Iguodala will travel with the team for games at the Clippers on Sunday and Phoenix on Tuesday, but he’s unlikely to play in either.

“When you get older things take a little longer to heal,” Kerr said of Iguodala, who turns 38 in January. “This is what happens when you have that much mileage on you. Something’s going on and it’s keeping you from going out for a bit longer. This is not a long term concern, but we will wait until the swelling goes down.

Iguodala has missed out on the Warriors’ straight sets ahead this season with “hip injury maintenance.” Even with a history of knee tendonitis, these issues weren’t seen in injury reports until he was sidelined for the second of five in a row.

Iguodala is averaging 3.8 points, 3.8 assists and 3.5 rebounds per game, while recording 20.8 minutes. Most thought he would play a fraction of that, but he has 45 assists for nine turnovers playing a backup playmaker role.

Open carrier: After sitting down in Detroit for “Left Foot Injury Management,” Otto Porter Jr. came back to an average of 13.5 points per game on a ridiculous 3-point (9-for-14) shot before Friday against the Trail Blazers.

When asked before the game if he had already gotten that many 3 opens in his nine-year career, Porter didn’t hesitate.

“No. Not at all,” he said. “With this team, I feel like everyone gets open 3. For me, they just come at some really good times in the game.

Porter has scored the double four times, including Sunday and Wednesday. Each time, he scored 3 points in a decisive run.

That’s a far cry from what Porter, the third overall pick in 2013, had been able to do in the past three seasons. In his stints with Washington, Chicago and Orlando during that streak, various injuries limited him to 32.7 games per season.

“There is always more room to grow. Right now my body is able to keep me going, ”Porter said. “My body feels really good. I wouldn’t say I’m 100%, but I’m getting there. We don’t really expect to be there at the start of the season.

“Every game day I make sure I’m able to go out there and do my job.”

Former doctor of the grieving team: The Warriors have been touched by the death of a huge medical figure. Dr Elliott Schwartz was the founder and director of the Northern California Institute for Bone Health and director of the Clark Miller Center.

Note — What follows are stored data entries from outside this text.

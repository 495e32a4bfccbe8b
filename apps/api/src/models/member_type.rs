//! Membership tier model

use serde::{Deserialize, Serialize};
use sqlx::FromRow;
use std::fmt;
use std::str::FromStr;

/// Membership tier identifier matching PostgreSQL member_type_id
#[derive(
    Debug, Clone, Copy, PartialEq, Eq, Hash, PartialOrd, Ord, Serialize, Deserialize, sqlx::Type,
)]
#[sqlx(type_name = "member_type_id", rename_all = "lowercase")]
#[serde(rename_all = "lowercase")]
pub enum MemberTypeId {
    Basic,
    Business,
}

impl MemberTypeId {
    /// Every tier, in declaration order
    pub const ALL: [MemberTypeId; 2] = [Self::Basic, Self::Business];

    pub fn as_str(&self) -> &'static str {
        match self {
            Self::Basic => "basic",
            Self::Business => "business",
        }
    }
}

impl fmt::Display for MemberTypeId {
    fn fmt(&self, f: &mut fmt::Formatter<'_>) -> fmt::Result {
        f.write_str(self.as_str())
    }
}

impl FromStr for MemberTypeId {
    type Err = String;

    fn from_str(s: &str) -> Result<Self, Self::Err> {
        match s {
            "basic" => Ok(Self::Basic),
            "business" => Ok(Self::Business),
            other => Err(format!("unknown member type '{}'", other)),
        }
    }
}

/// Membership tier record from the member_types table
#[derive(Debug, Clone, PartialEq, FromRow, Serialize)]
pub struct MemberType {
    pub id: MemberTypeId,

    /// Discount percentage granted to members of this tier
    pub discount: f64,

    /// How many posts a member may publish per month
    pub posts_limit_per_month: i32,
}

impl MemberType {
    pub fn new(id: MemberTypeId, discount: f64, posts_limit_per_month: i32) -> Self {
        Self {
            id,
            discount,
            posts_limit_per_month,
        }
    }
}
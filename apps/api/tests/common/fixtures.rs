//! Test fixtures for API integration tests
//!
//! Provides backing stores pre-filled with known data and executors over them.

#![allow(dead_code)]

use std::sync::Arc;

use blogroll_api::graphql::Executor;
use blogroll_api::models::{MemberType, MemberTypeId, Post, Profile, User};
use blogroll_api::repositories::MemoryStore;

/// Seeded store: three users (Ada, Brian, Chen), two posts and one profile each
pub fn seeded_store() -> Arc<MemoryStore> {
    Arc::new(MemoryStore::seeded())
}

/// Executor reading from and writing to `store`
pub fn executor_for(store: &Arc<MemoryStore>) -> Executor {
    Executor::new(store.clone()).with_mutator(store.clone())
}

/// Store with a seeded demo data set and an executor over it
pub fn seeded() -> (Arc<MemoryStore>, Executor) {
    let store = seeded_store();
    let executor = executor_for(&store);
    (store, executor)
}

/// Builder for stores with hand-picked, possibly inconsistent, contents
#[derive(Default)]
pub struct StoreBuilder {
    store: MemoryStore,
}

impl StoreBuilder {
    pub fn new() -> Self {
        Self::default()
    }

    /// Add only the basic membership tier
    pub fn basic_tier(self) -> Self {
        self.store
            .insert_member_type(MemberType::new(MemberTypeId::Basic, 2.3, 20));
        self
    }

    /// Add a user and return its id alongside the builder
    pub fn user(self, name: &str) -> (Self, uuid::Uuid) {
        let user = User::new(name, 10.0);
        let id = user.id;
        self.store.insert_user(user);
        (self, id)
    }

    pub fn post(self, author_id: uuid::Uuid, title: &str) -> Self {
        self.store.insert_post(Post::new(author_id, title, "body"));
        self
    }

    pub fn profile(self, user_id: uuid::Uuid, tier: MemberTypeId) -> Self {
        self.store
            .insert_profile(Profile::new(user_id, tier, false, 1999));
        self
    }

    /// Add a post as given, including one with no author
    pub fn post_record(self, post: Post) -> Self {
        self.store.insert_post(post);
        self
    }

    /// Add a profile as given, including one with null foreign keys
    pub fn profile_record(self, profile: Profile) -> Self {
        self.store.insert_profile(profile);
        self
    }

    pub fn build(self) -> Arc<MemoryStore> {
        Arc::new(self.store)
    }
}
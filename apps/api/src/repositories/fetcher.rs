//! Backing store interface consumed by the query engine

use std::collections::HashMap;

use async_trait::async_trait;
use thiserror::Error;

use crate::graphql::schema::RelationEdge;
use crate::models::{Entity, EntityKey, EntityKind};

/// Errors raised by a backing store
#[derive(Error, Debug)]
pub enum FetchError {
    #[error("database error: {0}")]
    Database(#[from] sqlx::Error),

    #[error("backing store unavailable: {0}")]
    Unavailable(String),

    #[error("key {key} cannot address {kind} records")]
    KindMismatch { kind: EntityKind, key: EntityKey },

    /// A write would break a reference or uniqueness rule of the store
    #[error("write rejected: {0}")]
    Rejected(String),
}

pub type FetchResult<T> = Result<T, FetchError>;

/// Related records grouped by the source key that reached them
pub type KeyedEntities = HashMap<EntityKey, Vec<Entity>>;

/// Key-based read access to the durable store
///
/// Implementations must be safe to call concurrently; the engine issues at
/// most one `fetch_by_keys` per batch window.
#[async_trait]
pub trait Fetcher: Send + Sync {
    /// Resolve a whole key set along `edge` in one call
    ///
    /// Keys with no related record are absent from the result.
    async fn fetch_by_keys(
        &self,
        edge: &RelationEdge,
        keys: &[EntityKey],
    ) -> FetchResult<KeyedEntities>;

    /// Every record of `kind`
    async fn fetch_all(&self, kind: EntityKind) -> FetchResult<Vec<Entity>>;

    /// One record of `kind` by primary key
    async fn fetch_one(&self, kind: EntityKind, key: EntityKey) -> FetchResult<Option<Entity>>;
}

/// Group records under the key each one was reached by
pub(crate) fn group_by_key<I>(records: I) -> KeyedEntities
where
    I: IntoIterator<Item = (EntityKey, Entity)>,
{
    let mut grouped: KeyedEntities = HashMap::new();
    for (key, entity) in records {
        grouped.entry(key).or_default().push(entity);
    }
    grouped
}

/// Split a key set into uuids, rejecting keys from another domain
pub(crate) fn uuid_keys(kind: EntityKind, keys: &[EntityKey]) -> FetchResult<Vec<uuid::Uuid>> {
    keys.iter()
        .map(|key| {
            key.as_uuid()
                .ok_or(FetchError::KindMismatch { kind, key: *key })
        })
        .collect()
}
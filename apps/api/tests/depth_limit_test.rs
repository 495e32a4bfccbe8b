//! Integration tests for the query depth limit
//!
//! Over-deep queries are rejected before any backing fetch runs.

mod common;

use blogroll_api::graphql::error::codes;
use blogroll_api::graphql::MAX_QUERY_DEPTH;
use common::*;
use rstest::rstest;

const DEPTH_FIVE: &str = "{ users { posts { author { profile { memberType { id } } } } } }";
const DEPTH_SIX: &str =
    "query TooDeep { users { posts { author { profile { user { posts { id } } } } } } }";

#[test]
fn test_default_limit() {
    assert_eq!(MAX_QUERY_DEPTH, 5);
}

#[tokio::test]
async fn test_query_at_limit_executes() {
    let (_, executor) = seeded();

    let response = executor.execute(DEPTH_FIVE).await;

    assert_ok(&response);
    assert!(response
        .pointer("users.0.posts.0.author.profile.memberType.id")
        .is_some());
}

#[tokio::test]
async fn test_query_over_limit_is_rejected_without_fetching() {
    let (store, executor) = seeded();

    let response = executor.execute(DEPTH_SIX).await;

    assert!(response.data.is_none());
    assert_eq!(response.errors.len(), 1);
    assert_eq!(response.errors[0].code(), codes::VALIDATION_ERROR);
    assert_eq!(
        response.errors[0].message,
        "'TooDeep' exceeds maximum operation depth of 5"
    );
    assert!(response.errors[0].path.is_none());
    assert!(store.calls().is_empty());
}

#[tokio::test]
async fn test_unused_deep_operation_still_rejects_request() {
    let (store, executor) = seeded();
    let query = format!("query Shallow {{ users {{ id }} }}\n{}", DEPTH_SIX);

    let request = blogroll_api::ExecutionRequest::new(query).operation_name("Shallow");
    let response = executor.execute(request).await;

    assert!(response.data.is_none());
    assert!(response.has_error_code(codes::VALIDATION_ERROR));
    assert!(store.calls().is_empty());
}

#[rstest]
#[case::fragment_spread(
    "{ users { ...Deep } } fragment Deep on User { posts { author { profile { user { id } } } } }",
    true
)]
#[case::inline_fragment(
    "{ users { ... on User { posts { author { profile { memberType { id } } } } } } }",
    true
)]
#[case::introspection_leaf(
    "{ users { posts { author { profile { memberType { __typename id } } } } } }",
    true
)]
#[case::anonymous_over_limit(
    "{ posts { author { posts { author { posts { author { id } } } } } } }",
    false
)]
#[tokio::test]
async fn test_depth_is_measured_through_fragments(#[case] query: &str, #[case] accepted: bool) {
    let (_, executor) = seeded();

    let response = executor.execute(query).await;

    assert_eq!(response.data.is_some(), accepted, "{:?}", response.errors);
}

#[tokio::test]
async fn test_anonymous_operation_is_named_in_message() {
    let (_, executor) = seeded();

    let response = executor
        .execute("{ posts { author { posts { author { posts { author { id } } } } } } }")
        .await;

    assert_eq!(
        response.errors[0].message,
        "'<anonymous>' exceeds maximum operation depth of 5"
    );
}

#[tokio::test]
async fn test_lower_limit_can_be_configured() {
    let store = seeded_store();
    let executor = executor_for(&store).with_max_depth(1);

    let accepted = executor.execute("{ users { id } }").await;
    let rejected = executor.execute("{ users { profile { id } } }").await;

    assert_ok(&accepted);
    assert!(rejected.data.is_none());
}
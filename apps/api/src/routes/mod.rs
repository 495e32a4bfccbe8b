//! HTTP route handlers for the Blogroll API
//!
//! - GraphQL endpoint
//! - Health check and readiness endpoints

pub mod graphql;
pub mod health;

pub use graphql::{graphql_router, GraphQLState};
pub use health::{health_router, HealthState};

use std::sync::Arc;

use axum::Router;
use blogroll_shared_config::StorageBackend;

use crate::graphql::Executor;
use crate::repositories::{Fetcher, Mutator};

/// Assemble every route over one backing store
///
/// `fetcher` and `mutator` are normally the same store seen through its read
/// and write interfaces.
pub fn build_router(
    fetcher: Arc<dyn Fetcher>,
    mutator: Arc<dyn Mutator>,
    storage: StorageBackend,
) -> Router {
    let executor = Executor::new(Arc::clone(&fetcher)).with_mutator(mutator);
    Router::new()
        .nest("/graphql", graphql_router(GraphQLState::new(executor)))
        .nest("/health", health_router(HealthState::new(fetcher, storage)))
}
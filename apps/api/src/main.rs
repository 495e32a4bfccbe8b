use std::net::SocketAddr;
use std::sync::Arc;

use axum::{
    http::{header, Method},
    routing::get,
    Router,
};
use blogroll_shared_config::StorageBackend;
use sqlx::postgres::PgPoolOptions;
use tower_http::{cors::CorsLayer, trace::TraceLayer};
use tracing_subscriber::{layer::SubscriberExt, util::SubscriberInitExt};

use blogroll_api::config::Config;
use blogroll_api::repositories::{Fetcher, MemoryStore, Mutator, PgFetcher};
use blogroll_api::routes::build_router;

/// Build the CORS layer based on configuration.
///
/// In production mode:
/// - If `CORS_ORIGINS` is set, only those origins are allowed
/// - If `CORS_ORIGINS` is not set, CORS requests are rejected (no origins allowed)
///
/// In development mode:
/// - If `CORS_ORIGINS` is set, those origins are used
/// - If `CORS_ORIGINS` is not set, permissive CORS is used for convenience
fn build_cors_layer(config: &Config) -> CorsLayer {
    match &config.cors_allowed_origins {
        Some(origins) if !origins.is_empty() => {
            let allowed_origins: Vec<_> = origins
                .iter()
                .filter_map(|origin| {
                    origin.parse().ok().or_else(|| {
                        tracing::warn!("Invalid CORS origin '{}', skipping", origin);
                        None
                    })
                })
                .collect();

            if allowed_origins.is_empty() {
                tracing::error!("No valid CORS origins configured, CORS requests will be rejected");
                CorsLayer::new()
            } else {
                tracing::info!(
                    "CORS configured with {} allowed origin(s): {:?}",
                    allowed_origins.len(),
                    origins
                );
                CorsLayer::new()
                    .allow_origin(allowed_origins)
                    .allow_methods([Method::GET, Method::POST, Method::OPTIONS])
                    .allow_headers([header::CONTENT_TYPE, header::ACCEPT, header::ORIGIN])
                    .max_age(std::time::Duration::from_secs(3600))
            }
        }
        _ if config.is_production() => {
            tracing::warn!(
                "CORS_ORIGINS not configured in production mode. \
                 CORS requests will be rejected. Set CORS_ORIGINS to allow cross-origin requests."
            );
            CorsLayer::new()
        }
        _ => {
            tracing::warn!(
                "Using permissive CORS in development mode. \
                 Set CORS_ORIGINS for production-like behavior."
            );
            CorsLayer::permissive()
        }
    }
}

/// Read and write handles on the configured backing store
type Store = (Arc<dyn Fetcher>, Arc<dyn Mutator>);

/// Connect the configured backing store
async fn connect_store(config: &Config) -> anyhow::Result<Store> {
    match config.storage() {
        StorageBackend::Postgres => {
            let database = config.database();
            tracing::info!("Connecting to database...");

            let pool = PgPoolOptions::new()
                .max_connections(database.max_connections)
                .min_connections(database.min_connections)
                .acquire_timeout(database.acquire_timeout())
                .idle_timeout(database.idle_timeout())
                .connect(&database.url)
                .await?;
            tracing::info!("Database connection established");

            tracing::info!("Running database migrations...");
            sqlx::migrate!("./migrations").run(&pool).await?;
            tracing::info!("Migrations completed successfully");

            let store = Arc::new(PgFetcher::new(pool));
            let fetcher: Arc<dyn Fetcher> = store.clone();
            let mutator: Arc<dyn Mutator> = store;
            Ok((fetcher, mutator))
        }
        StorageBackend::Memory => {
            let store = MemoryStore::new();
            if config.common.seed_demo_data {
                store.seed_demo();
            }
            tracing::warn!("Using in-memory storage, data is lost on shutdown");
            let store = Arc::new(store);
            let fetcher: Arc<dyn Fetcher> = store.clone();
            let mutator: Arc<dyn Mutator> = store;
            Ok((fetcher, mutator))
        }
    }
}

async fn shutdown_signal() {
    if let Err(e) = tokio::signal::ctrl_c().await {
        tracing::error!(error = %e, "Failed to listen for shutdown signal");
        return;
    }
    tracing::info!("Shutdown signal received");
}

#[tokio::main]
async fn main() -> anyhow::Result<()> {
    // Initialize tracing
    tracing_subscriber::registry()
        .with(
            tracing_subscriber::EnvFilter::try_from_default_env()
                .unwrap_or_else(|_| "blogroll_api=debug,tower_http=debug".into()),
        )
        .with(tracing_subscriber::fmt::layer())
        .init();

    // Load environment variables
    dotenvy::dotenv().ok();

    let config = Config::from_env()?;

    tracing::info!(
        "Starting Blogroll API server on port {} ({} storage, {})",
        config.port,
        config.storage(),
        config.environment()
    );

    let (fetcher, mutator) = connect_store(&config).await?;
    let cors_layer = build_cors_layer(&config);

    let app = Router::new()
        .route("/", get(root))
        .merge(build_router(fetcher, mutator, config.storage()))
        .layer(TraceLayer::new_for_http())
        .layer(cors_layer);

    let addr = SocketAddr::from(([0, 0, 0, 0], config.port));
    let listener = tokio::net::TcpListener::bind(addr).await?;

    tracing::info!("Listening on {}", addr);
    tracing::info!("GraphQL endpoint at http://{}:{}/graphql", addr.ip(), addr.port());

    axum::serve(listener, app)
        .with_graceful_shutdown(shutdown_signal())
        .await?;

    Ok(())
}

async fn root() -> &'static str {
    "Welcome to Blogroll - users, posts and who follows whom"
}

He was the A team medic and held the same position for the Warriors from 1983 to 2011.

“Elliott was one of the most respected and admired medical professionals in the world of sport, and his impact has been felt across a multitude of sports and hundreds of athletes,” said the Warriors. . “The passion he displayed for his profession and the teams he served was palpable on a daily basis throughout an incredible career that spanned four decades.

“We will miss him more than words can describe him. “

Rusty Simmons is a writer for the San Francisco Chronicle. Email: [email protected]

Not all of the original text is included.